All right, something is going on here. This is the third rom-com in a row—right on the heels of Think Like a Man and The Five-Year Engagement—involving food trucks. Enough is enough. There needs to be a moratorium on movies with food trucks—unless the food trucks are run by the Texas Chainsaw Massacre clan, or we get a variation on the rom-com “meet cute” where diners end up in an emergency room from food poisoning and romance ensues. Neither of those things happen here. More’s the pity.
What we have here is another of those movies with the mentality of an episode of Dancing with the D-List Stars, only stuffed instead with B- and C-list stars, most of whom do not dance, but are either pregnant or have had a hand (or some body part) in the pregnancies. The whole thing is “inspired by” some self-help books that one reviewer termed “classics”—thereby knocking the word “classic” down another peg on the path to meaninglessness. The theory, however, seems to be that everyone is fascinated by pregnancy and babies, and that if you amass enough people whose names can’t sell a movie on their own, the sheer quantity will do the trick. Judging by the lackluster box office on opening day, it’s better as a theory than in actual practice. Now, I don’t equate box-office success with quality, but I don’t see a movie like this having any other raison d’etre. It sure wasn’t aiming for artistry.
I admit I’m not the target audience for this movie. I don’t—for starters—find myself in tune with characters who’d tramp out into a field to watch Dirty Dancing in the open air, or anywhere else for that matter. But I have nothing against the basic idea of a romantic comedy or even a multi-storied ensemble piece. It’s just that I haven’t seen a good one in some considerable time, and this offering hasn’t changed that. Of course, if you want to talk about John Madden’s The Best Exotic Marigold Hotel—that’s another review entirely.
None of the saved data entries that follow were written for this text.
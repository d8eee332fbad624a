use sea_orm::entity::prelude::*;
use serde::{Deserialize, Serialize};

/// `llx_commande`: sales order headers.
#[derive(Clone, Debug, PartialEq, DeriveEntityModel, Serialize, Deserialize)]
#[sea_orm(table_name = "llx_commande")]
pub struct Model {
    #[sea_orm(primary_key)]
    pub rowid: i64,
    #[sea_orm(column_name = "ref")]
    pub reference: String,
    pub fk_soc: i64,
    pub date_commande: Option<DateTime>,
    pub fk_statut: i32,
    pub total_ttc: f64,
}

#[derive(Copy, Clone, Debug, EnumIter, DeriveRelation)]
pub enum Relation {
    #[sea_orm(
        belongs_to = "super::societe::Entity",
        from = "Column::FkSoc",
        to = "super::societe::Column::Rowid"
    )]
    Societe,
    #[sea_orm(has_many = "super::commande_det::Entity")]
    CommandeDet,
}

impl Related<super::societe::Entity> for Entity {
    fn to() -> RelationDef {
        Relation::Societe.def()
    }
}

impl Related<super::commande_det::Entity> for Entity {
    fn to() -> RelationDef {
        Relation::CommandeDet.def()
    }
}

impl ActiveModelBehavior for ActiveModel {}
The film at hand is nothing but an assemblage of various characters—most of them only tenuously connected—who are somehow involved in having a baby or, in one case, adopting one. Since no one could really figure out how to connect them all, the filmmakers came up with this idea of a “daddy club” where fathers get together and wander aimlessly through a park with their offspring to kvetch about fatherhood. It’s mostly unfunny and serves no actual purpose other than giving Chris Rock something to do. Unfortunately, it didn’t bother giving Rock any material to do this with, and since his character is otherwise superfluous, it only adds to the typically overlong running time.
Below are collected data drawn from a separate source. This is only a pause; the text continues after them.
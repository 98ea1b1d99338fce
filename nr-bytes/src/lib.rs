//! # NR Bytes
//!
//! A segmented byte buffer for protocol data unit assembly.
//!
//! PDU construction in the data plane prepends small headers and appends
//! trailers (a 4-byte MAC-I) to payloads that arrive as a single chunk.
//! `ByteBuffer` keeps the payload in segments so both operations are O(1):
//! headers go into headroom reserved in front of the first segment, trailers
//! extend the last segment. Ciphering mutates the stored bytes in place
//! through [`ByteBuffer::segments_mut`].
//!
//! All allocating operations are fallible and report [`BufferFailure`]
//! instead of aborting, so a pool-exhausted deep copy can be turned into a
//! dropped PDU by the caller.

use std::collections::VecDeque;
use std::fmt;

use thiserror::Error;

/// Headroom reserved in front of buffers created from a slice, sized for the
/// largest PDCP data PDU header plus slack.
const DEFAULT_HEADROOM: usize = 8;

/// Allocation failed while growing or copying a buffer.
#[derive(Debug, Clone, Copy, PartialEq, Eq, Error)]
#[error("buffer failure")]
pub struct BufferFailure;

#[derive(Default)]
struct Segment {
    data: Vec<u8>,
    /// First valid byte in `data`; bytes before it are headroom.
    start: usize,
}

impl Segment {
    fn as_slice(&self) -> &[u8] {
        &self.data[self.start..]
    }

    fn as_mut_slice(&mut self) -> &mut [u8] {
        &mut self.data[self.start..]
    }

    fn len(&self) -> usize {
        self.data.len() - self.start
    }
}

/// A segmented sequence of bytes with cheap prepend and append.
#[derive(Default)]
pub struct ByteBuffer {
    segments: VecDeque<Segment>,
    len: usize,
}

impl ByteBuffer {
    pub fn new() -> Self {
        Self::default()
    }

    /// Copies `bytes` into a fresh buffer with header headroom in front.
    pub fn from_slice(bytes: &[u8]) -> Result<Self, BufferFailure> {
        let mut data = Vec::new();
        data.try_reserve(bytes.len() + DEFAULT_HEADROOM)
            .map_err(|_| BufferFailure)?;
        data.resize(DEFAULT_HEADROOM, 0);
        data.extend_from_slice(bytes);
        let mut segments = VecDeque::new();
        segments.push_back(Segment {
            data,
            start: DEFAULT_HEADROOM,
        });
        Ok(Self {
            segments,
            len: bytes.len(),
        })
    }

    /// Takes ownership of `data` as a single segment without headroom.
    pub fn from_vec(data: Vec<u8>) -> Self {
        let len = data.len();
        let mut segments = VecDeque::new();
        if len != 0 {
            segments.push_back(Segment { data, start: 0 });
        }
        Self { segments, len }
    }

    pub fn len(&self) -> usize {
        self.len
    }

    pub fn is_empty(&self) -> bool {
        self.len == 0
    }

    /// Appends `bytes` at the tail, extending the last segment.
    pub fn append_slice(&mut self, bytes: &[u8]) -> Result<(), BufferFailure> {
        if bytes.is_empty() {
            return Ok(());
        }
        if self.segments.is_empty() {
            self.segments.push_back(Segment::default());
        }
        let last = self.segments.back_mut().unwrap();
        last.data.try_reserve(bytes.len()).map_err(|_| BufferFailure)?;
        last.data.extend_from_slice(bytes);
        self.len += bytes.len();
        Ok(())
    }

    pub fn append_byte(&mut self, byte: u8) -> Result<(), BufferFailure> {
        self.append_slice(&[byte])
    }

    /// Appends another buffer at the tail, keeping its segmentation.
    pub fn append_buffer(&mut self, mut other: ByteBuffer) {
        self.len += other.len;
        self.segments.append(&mut other.segments);
    }

    /// Writes `bytes` in front of the buffer. Uses the first segment's
    /// headroom when available, otherwise a new front segment is allocated.
    pub fn prepend_slice(&mut self, bytes: &[u8]) -> Result<(), BufferFailure> {
        if bytes.is_empty() {
            return Ok(());
        }
        if let Some(first) = self.segments.front_mut() {
            if first.start >= bytes.len() {
                let new_start = first.start - bytes.len();
                first.data[new_start..first.start].copy_from_slice(bytes);
                first.start = new_start;
                self.len += bytes.len();
                return Ok(());
            }
        }
        let mut data = Vec::new();
        data.try_reserve(bytes.len() + DEFAULT_HEADROOM)
            .map_err(|_| BufferFailure)?;
        data.resize(DEFAULT_HEADROOM, 0);
        data.extend_from_slice(bytes);
        self.segments.push_front(Segment {
            data,
            start: DEFAULT_HEADROOM,
        });
        self.len += bytes.len();
        Ok(())
    }

    /// Removes `n` bytes from the head. Clamps to the buffer length.
    pub fn trim_head(&mut self, mut n: usize) {
        n = n.min(self.len);
        self.len -= n;
        while n > 0 {
            let first = self.segments.front_mut().unwrap();
            let avail = first.len();
            if avail > n {
                first.start += n;
                return;
            }
            n -= avail;
            self.segments.pop_front();
        }
    }

    /// Removes `n` bytes from the tail. Clamps to the buffer length.
    pub fn trim_tail(&mut self, mut n: usize) {
        n = n.min(self.len);
        self.len -= n;
        while n > 0 {
            let last = self.segments.back_mut().unwrap();
            let avail = last.len();
            if avail > n {
                let new_len = last.data.len() - n;
                last.data.truncate(new_len);
                return;
            }
            n -= avail;
            self.segments.pop_back();
        }
    }

    /// Byte at `index`. Panics when out of range, like slice indexing.
    pub fn byte_at(&self, mut index: usize) -> u8 {
        assert!(index < self.len, "index {index} out of range (len {})", self.len);
        for seg in &self.segments {
            if index < seg.len() {
                return seg.as_slice()[index];
            }
            index -= seg.len();
        }
        unreachable!()
    }

    pub fn iter_bytes(&self) -> impl Iterator<Item = u8> + '_ {
        self.segments.iter().flat_map(|s| s.as_slice().iter().copied())
    }

    /// Contiguous read-only spans in order.
    pub fn segments(&self) -> impl Iterator<Item = &[u8]> {
        self.segments.iter().map(|s| s.as_slice())
    }

    /// Contiguous modifiable spans in order; used for in-place ciphering.
    pub fn segments_mut(&mut self) -> impl Iterator<Item = &mut [u8]> {
        self.segments.iter_mut().map(|s| s.as_mut_slice())
    }

    /// Copies the contents into a new single-segment buffer.
    pub fn deep_copy(&self) -> Result<ByteBuffer, BufferFailure> {
        let mut data = Vec::new();
        data.try_reserve(self.len + DEFAULT_HEADROOM)
            .map_err(|_| BufferFailure)?;
        data.resize(DEFAULT_HEADROOM, 0);
        for seg in &self.segments {
            data.extend_from_slice(seg.as_slice());
        }
        let mut segments = VecDeque::new();
        segments.push_back(Segment {
            data,
            start: DEFAULT_HEADROOM,
        });
        Ok(ByteBuffer {
            segments,
            len: self.len,
        })
    }

    pub fn to_vec(&self) -> Vec<u8> {
        self.iter_bytes().collect()
    }

    /// Zero-copy view over `[offset, offset + len)`.
    pub fn view(&self, offset: usize, len: usize) -> ByteBufferView<'_> {
        assert!(offset + len <= self.len, "view out of range");
        ByteBufferView {
            buf: self,
            offset,
            len,
        }
    }
}

impl std::ops::Index<usize> for ByteBuffer {
    type Output = u8;

    fn index(&self, index: usize) -> &u8 {
        let mut idx = index;
        for seg in &self.segments {
            if idx < seg.len() {
                return &seg.as_slice()[idx];
            }
            idx -= seg.len();
        }
        panic!("index {index} out of range (len {})", self.len);
    }
}

impl PartialEq for ByteBuffer {
    fn eq(&self, other: &Self) -> bool {
        self.len == other.len && self.iter_bytes().eq(other.iter_bytes())
    }
}

impl Eq for ByteBuffer {}

impl PartialEq<[u8]> for ByteBuffer {
    fn eq(&self, other: &[u8]) -> bool {
        self.len == other.len() && self.iter_bytes().eq(other.iter().copied())
    }
}

impl PartialEq<Vec<u8>> for ByteBuffer {
    fn eq(&self, other: &Vec<u8>) -> bool {
        self == other.as_slice()
    }
}

impl fmt::Debug for ByteBuffer {
    fn fmt(&self, f: &mut fmt::Formatter<'_>) -> fmt::Result {
        write!(f, "ByteBuffer[len={}; ", self.len)?;
        for b in self.iter_bytes().take(32) {
            write!(f, "{b:02x}")?;
        }
        if self.len > 32 {
            write!(f, "..")?;
        }
        write!(f, "]")
    }
}

/// Read-only window into a [`ByteBuffer`].
#[derive(Clone, Copy)]
pub struct ByteBufferView<'a> {
    buf: &'a ByteBuffer,
    offset: usize,
    len: usize,
}

impl ByteBufferView<'_> {
    pub fn len(&self) -> usize {
        self.len
    }

    pub fn is_empty(&self) -> bool {
        self.len == 0
    }

    pub fn iter_bytes(&self) -> impl Iterator<Item = u8> + '_ {
        self.buf.iter_bytes().skip(self.offset).take(self.len)
    }

    pub fn to_vec(&self) -> Vec<u8> {
        self.iter_bytes().collect()
    }
}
Dragging in a bit of seriousness with one couple, and a completely unpersuasive stab at drama in the final stretch, does nothing to keep the picture from being a featherweight confection. It’s about on par with those cute vases of flowers people send to the hospital when you have a baby—and that you won’t remember what you did with two years later. I didn’t especially mind sitting through it, but I’d never suggest anyone do it who wasn’t getting paid to do so. Rated PG-13 for crude and sexual content, thematic elements and language.